- Problem requirements:
Filter task. Return each line of the material that holds the string "SessionObserver".

^^^^^^^^

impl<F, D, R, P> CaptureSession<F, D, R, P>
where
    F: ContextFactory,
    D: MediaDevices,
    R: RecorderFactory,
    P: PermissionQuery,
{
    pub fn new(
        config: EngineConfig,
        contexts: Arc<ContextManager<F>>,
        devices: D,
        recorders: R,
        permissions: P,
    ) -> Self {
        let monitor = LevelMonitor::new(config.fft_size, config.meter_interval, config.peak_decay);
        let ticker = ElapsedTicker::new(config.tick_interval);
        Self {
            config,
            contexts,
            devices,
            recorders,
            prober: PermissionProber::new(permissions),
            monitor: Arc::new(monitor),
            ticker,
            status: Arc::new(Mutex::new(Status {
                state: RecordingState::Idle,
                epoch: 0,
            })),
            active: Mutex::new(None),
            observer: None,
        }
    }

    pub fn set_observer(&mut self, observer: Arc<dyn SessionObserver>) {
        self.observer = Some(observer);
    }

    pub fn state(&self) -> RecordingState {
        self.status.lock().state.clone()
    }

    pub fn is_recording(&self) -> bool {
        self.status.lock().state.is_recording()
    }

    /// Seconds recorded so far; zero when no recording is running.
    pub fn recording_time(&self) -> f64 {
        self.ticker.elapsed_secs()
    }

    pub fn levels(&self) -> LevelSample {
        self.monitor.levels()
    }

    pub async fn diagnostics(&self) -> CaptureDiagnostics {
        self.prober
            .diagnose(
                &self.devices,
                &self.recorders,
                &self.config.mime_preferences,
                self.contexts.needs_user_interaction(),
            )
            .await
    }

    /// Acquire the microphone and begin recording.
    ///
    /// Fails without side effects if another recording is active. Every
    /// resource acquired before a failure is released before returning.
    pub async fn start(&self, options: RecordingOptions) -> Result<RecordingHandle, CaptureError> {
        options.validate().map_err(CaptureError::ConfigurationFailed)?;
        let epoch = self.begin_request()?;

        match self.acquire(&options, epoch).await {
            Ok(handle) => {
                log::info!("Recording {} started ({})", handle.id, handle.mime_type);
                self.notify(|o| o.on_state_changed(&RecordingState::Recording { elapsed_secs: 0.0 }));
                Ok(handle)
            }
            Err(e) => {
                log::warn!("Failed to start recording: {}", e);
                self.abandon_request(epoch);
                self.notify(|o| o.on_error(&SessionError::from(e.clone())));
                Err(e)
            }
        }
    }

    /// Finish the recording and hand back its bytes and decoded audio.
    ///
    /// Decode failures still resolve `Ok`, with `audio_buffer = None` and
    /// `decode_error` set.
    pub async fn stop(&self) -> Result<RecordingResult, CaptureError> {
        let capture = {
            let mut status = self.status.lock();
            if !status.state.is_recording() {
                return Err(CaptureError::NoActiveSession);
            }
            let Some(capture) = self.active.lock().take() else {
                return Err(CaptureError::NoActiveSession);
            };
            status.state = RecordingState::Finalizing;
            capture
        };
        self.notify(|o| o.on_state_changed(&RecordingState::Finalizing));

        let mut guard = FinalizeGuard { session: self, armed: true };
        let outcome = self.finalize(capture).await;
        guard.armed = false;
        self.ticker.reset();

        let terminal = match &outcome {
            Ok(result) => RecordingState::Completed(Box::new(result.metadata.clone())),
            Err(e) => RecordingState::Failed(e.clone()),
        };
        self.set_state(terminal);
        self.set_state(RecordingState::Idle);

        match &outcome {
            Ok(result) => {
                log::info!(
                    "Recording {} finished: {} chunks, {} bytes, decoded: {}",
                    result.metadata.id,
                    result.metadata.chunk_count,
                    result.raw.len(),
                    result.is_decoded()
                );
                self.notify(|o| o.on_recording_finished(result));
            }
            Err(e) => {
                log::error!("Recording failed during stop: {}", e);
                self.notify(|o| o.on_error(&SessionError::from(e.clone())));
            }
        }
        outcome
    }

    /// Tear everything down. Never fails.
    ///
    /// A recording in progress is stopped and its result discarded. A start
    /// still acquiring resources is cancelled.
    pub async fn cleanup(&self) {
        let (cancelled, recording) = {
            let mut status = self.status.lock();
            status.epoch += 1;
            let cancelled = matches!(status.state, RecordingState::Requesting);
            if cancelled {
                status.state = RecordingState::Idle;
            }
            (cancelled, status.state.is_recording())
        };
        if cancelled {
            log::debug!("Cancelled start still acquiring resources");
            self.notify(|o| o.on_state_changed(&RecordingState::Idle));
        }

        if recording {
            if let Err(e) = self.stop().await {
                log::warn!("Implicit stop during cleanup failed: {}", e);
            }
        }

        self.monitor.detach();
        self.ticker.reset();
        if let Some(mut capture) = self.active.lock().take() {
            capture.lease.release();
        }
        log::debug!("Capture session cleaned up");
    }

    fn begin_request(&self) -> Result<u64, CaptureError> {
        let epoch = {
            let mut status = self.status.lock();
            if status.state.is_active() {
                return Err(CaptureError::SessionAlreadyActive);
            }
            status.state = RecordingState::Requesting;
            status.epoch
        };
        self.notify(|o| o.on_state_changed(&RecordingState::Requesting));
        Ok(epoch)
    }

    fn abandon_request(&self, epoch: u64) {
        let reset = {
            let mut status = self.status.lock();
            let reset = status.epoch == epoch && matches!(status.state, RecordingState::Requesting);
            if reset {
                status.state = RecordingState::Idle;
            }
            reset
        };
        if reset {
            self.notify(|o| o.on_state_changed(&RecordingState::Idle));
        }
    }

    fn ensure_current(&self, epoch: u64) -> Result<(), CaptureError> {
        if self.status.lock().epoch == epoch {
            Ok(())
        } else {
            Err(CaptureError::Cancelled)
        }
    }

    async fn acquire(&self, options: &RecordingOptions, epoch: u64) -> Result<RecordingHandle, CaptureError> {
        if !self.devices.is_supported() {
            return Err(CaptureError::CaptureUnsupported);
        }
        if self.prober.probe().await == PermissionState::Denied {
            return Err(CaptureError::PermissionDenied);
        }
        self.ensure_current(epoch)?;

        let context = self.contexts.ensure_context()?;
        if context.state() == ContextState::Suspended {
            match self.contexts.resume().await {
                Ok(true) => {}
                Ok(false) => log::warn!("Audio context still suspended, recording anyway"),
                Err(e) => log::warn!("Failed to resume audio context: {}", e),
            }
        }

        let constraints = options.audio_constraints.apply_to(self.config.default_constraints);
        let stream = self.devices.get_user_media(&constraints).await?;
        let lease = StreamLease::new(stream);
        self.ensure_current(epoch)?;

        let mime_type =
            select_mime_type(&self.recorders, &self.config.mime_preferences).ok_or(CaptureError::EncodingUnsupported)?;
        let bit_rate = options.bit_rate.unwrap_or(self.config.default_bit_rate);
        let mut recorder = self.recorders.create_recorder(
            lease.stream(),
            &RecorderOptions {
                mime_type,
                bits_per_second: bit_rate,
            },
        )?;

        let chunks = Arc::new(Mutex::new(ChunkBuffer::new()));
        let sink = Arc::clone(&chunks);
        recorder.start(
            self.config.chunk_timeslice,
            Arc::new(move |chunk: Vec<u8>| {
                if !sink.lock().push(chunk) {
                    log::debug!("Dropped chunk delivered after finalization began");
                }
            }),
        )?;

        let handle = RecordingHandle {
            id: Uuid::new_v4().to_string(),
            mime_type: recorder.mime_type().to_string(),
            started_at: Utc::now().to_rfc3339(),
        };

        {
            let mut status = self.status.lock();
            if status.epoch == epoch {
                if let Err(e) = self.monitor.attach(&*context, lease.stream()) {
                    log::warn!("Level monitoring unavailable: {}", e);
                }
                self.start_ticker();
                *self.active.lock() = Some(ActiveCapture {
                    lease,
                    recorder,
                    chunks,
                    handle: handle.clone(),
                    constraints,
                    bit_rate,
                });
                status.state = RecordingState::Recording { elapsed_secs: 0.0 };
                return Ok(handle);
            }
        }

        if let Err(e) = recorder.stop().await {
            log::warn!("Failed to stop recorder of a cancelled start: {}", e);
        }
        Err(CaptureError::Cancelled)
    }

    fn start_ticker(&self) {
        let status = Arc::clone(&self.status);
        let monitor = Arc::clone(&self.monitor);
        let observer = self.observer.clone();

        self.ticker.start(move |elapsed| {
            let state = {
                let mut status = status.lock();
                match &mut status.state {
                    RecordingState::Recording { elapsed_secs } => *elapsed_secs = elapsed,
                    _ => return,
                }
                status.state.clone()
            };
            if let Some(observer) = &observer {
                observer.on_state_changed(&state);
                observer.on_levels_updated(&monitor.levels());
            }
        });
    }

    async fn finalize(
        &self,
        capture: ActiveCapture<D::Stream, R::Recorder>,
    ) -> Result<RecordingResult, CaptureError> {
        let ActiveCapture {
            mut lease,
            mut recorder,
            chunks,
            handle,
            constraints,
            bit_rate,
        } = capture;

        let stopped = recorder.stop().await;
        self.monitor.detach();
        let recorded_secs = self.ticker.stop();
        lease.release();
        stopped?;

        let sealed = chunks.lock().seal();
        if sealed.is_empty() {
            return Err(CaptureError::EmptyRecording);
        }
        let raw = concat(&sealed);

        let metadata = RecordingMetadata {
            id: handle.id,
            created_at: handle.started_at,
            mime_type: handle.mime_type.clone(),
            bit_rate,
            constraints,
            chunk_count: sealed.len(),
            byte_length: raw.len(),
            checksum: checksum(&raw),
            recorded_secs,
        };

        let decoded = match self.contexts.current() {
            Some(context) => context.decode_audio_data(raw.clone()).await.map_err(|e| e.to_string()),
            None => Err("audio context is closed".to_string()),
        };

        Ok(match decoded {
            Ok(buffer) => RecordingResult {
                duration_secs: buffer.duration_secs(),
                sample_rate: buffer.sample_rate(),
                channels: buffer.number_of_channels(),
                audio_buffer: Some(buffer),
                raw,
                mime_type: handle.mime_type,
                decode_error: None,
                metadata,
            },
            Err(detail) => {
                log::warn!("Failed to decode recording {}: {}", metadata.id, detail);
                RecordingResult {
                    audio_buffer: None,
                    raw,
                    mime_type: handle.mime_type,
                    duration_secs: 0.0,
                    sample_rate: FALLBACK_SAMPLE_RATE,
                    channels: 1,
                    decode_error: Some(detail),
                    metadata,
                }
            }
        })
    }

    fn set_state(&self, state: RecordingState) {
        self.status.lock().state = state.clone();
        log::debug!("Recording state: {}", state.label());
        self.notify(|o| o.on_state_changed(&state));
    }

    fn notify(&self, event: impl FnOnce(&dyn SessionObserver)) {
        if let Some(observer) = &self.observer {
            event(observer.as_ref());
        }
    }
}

^^^^^^^^

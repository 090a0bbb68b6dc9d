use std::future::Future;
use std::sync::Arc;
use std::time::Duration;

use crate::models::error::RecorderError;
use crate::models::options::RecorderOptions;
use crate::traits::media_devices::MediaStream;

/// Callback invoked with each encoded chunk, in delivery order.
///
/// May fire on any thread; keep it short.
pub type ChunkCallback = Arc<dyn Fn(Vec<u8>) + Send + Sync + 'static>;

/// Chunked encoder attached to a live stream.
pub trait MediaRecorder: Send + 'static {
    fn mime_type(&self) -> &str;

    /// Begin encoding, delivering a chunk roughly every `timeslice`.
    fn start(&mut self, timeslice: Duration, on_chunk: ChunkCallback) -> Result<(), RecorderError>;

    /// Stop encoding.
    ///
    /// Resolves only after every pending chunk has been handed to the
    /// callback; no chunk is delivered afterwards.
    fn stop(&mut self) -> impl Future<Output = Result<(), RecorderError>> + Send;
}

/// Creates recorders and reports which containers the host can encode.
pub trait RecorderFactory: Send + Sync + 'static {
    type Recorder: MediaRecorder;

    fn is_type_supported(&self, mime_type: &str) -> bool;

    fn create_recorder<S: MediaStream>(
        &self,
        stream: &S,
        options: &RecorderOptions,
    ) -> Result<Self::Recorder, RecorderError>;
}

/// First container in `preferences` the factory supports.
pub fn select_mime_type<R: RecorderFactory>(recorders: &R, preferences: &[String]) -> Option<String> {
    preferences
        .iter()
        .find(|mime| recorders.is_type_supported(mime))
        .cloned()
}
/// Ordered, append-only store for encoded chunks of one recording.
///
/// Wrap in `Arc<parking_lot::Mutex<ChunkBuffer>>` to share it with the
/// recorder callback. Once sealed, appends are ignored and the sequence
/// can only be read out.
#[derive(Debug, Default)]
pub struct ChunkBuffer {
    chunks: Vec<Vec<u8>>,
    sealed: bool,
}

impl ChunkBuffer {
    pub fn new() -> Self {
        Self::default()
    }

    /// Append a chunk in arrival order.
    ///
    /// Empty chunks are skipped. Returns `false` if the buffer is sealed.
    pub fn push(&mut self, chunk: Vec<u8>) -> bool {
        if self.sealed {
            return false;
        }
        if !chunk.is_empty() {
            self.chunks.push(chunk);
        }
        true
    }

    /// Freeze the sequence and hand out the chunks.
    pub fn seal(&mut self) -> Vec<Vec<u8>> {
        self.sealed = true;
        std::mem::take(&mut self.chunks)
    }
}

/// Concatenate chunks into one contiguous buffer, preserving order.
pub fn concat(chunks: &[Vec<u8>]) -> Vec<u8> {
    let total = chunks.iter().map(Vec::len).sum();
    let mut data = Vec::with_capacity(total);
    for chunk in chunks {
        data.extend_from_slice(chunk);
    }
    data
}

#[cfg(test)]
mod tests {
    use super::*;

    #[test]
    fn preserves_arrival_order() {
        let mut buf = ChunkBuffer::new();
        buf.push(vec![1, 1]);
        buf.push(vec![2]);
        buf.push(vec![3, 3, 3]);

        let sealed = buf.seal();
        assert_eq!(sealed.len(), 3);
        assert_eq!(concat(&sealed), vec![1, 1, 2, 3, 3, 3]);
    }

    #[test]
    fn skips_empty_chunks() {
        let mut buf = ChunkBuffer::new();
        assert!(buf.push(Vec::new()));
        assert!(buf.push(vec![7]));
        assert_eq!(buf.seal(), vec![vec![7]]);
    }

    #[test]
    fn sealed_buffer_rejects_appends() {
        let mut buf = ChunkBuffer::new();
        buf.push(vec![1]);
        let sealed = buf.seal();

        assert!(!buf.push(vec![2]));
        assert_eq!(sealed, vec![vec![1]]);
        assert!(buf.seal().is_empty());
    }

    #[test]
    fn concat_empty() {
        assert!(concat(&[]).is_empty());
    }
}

^^^^^^^^

- Output of the exercise:
    pub fn set_observer(&mut self, observer: Arc<dyn SessionObserver>) {
    fn notify(&self, event: impl FnOnce(&dyn SessionObserver)) {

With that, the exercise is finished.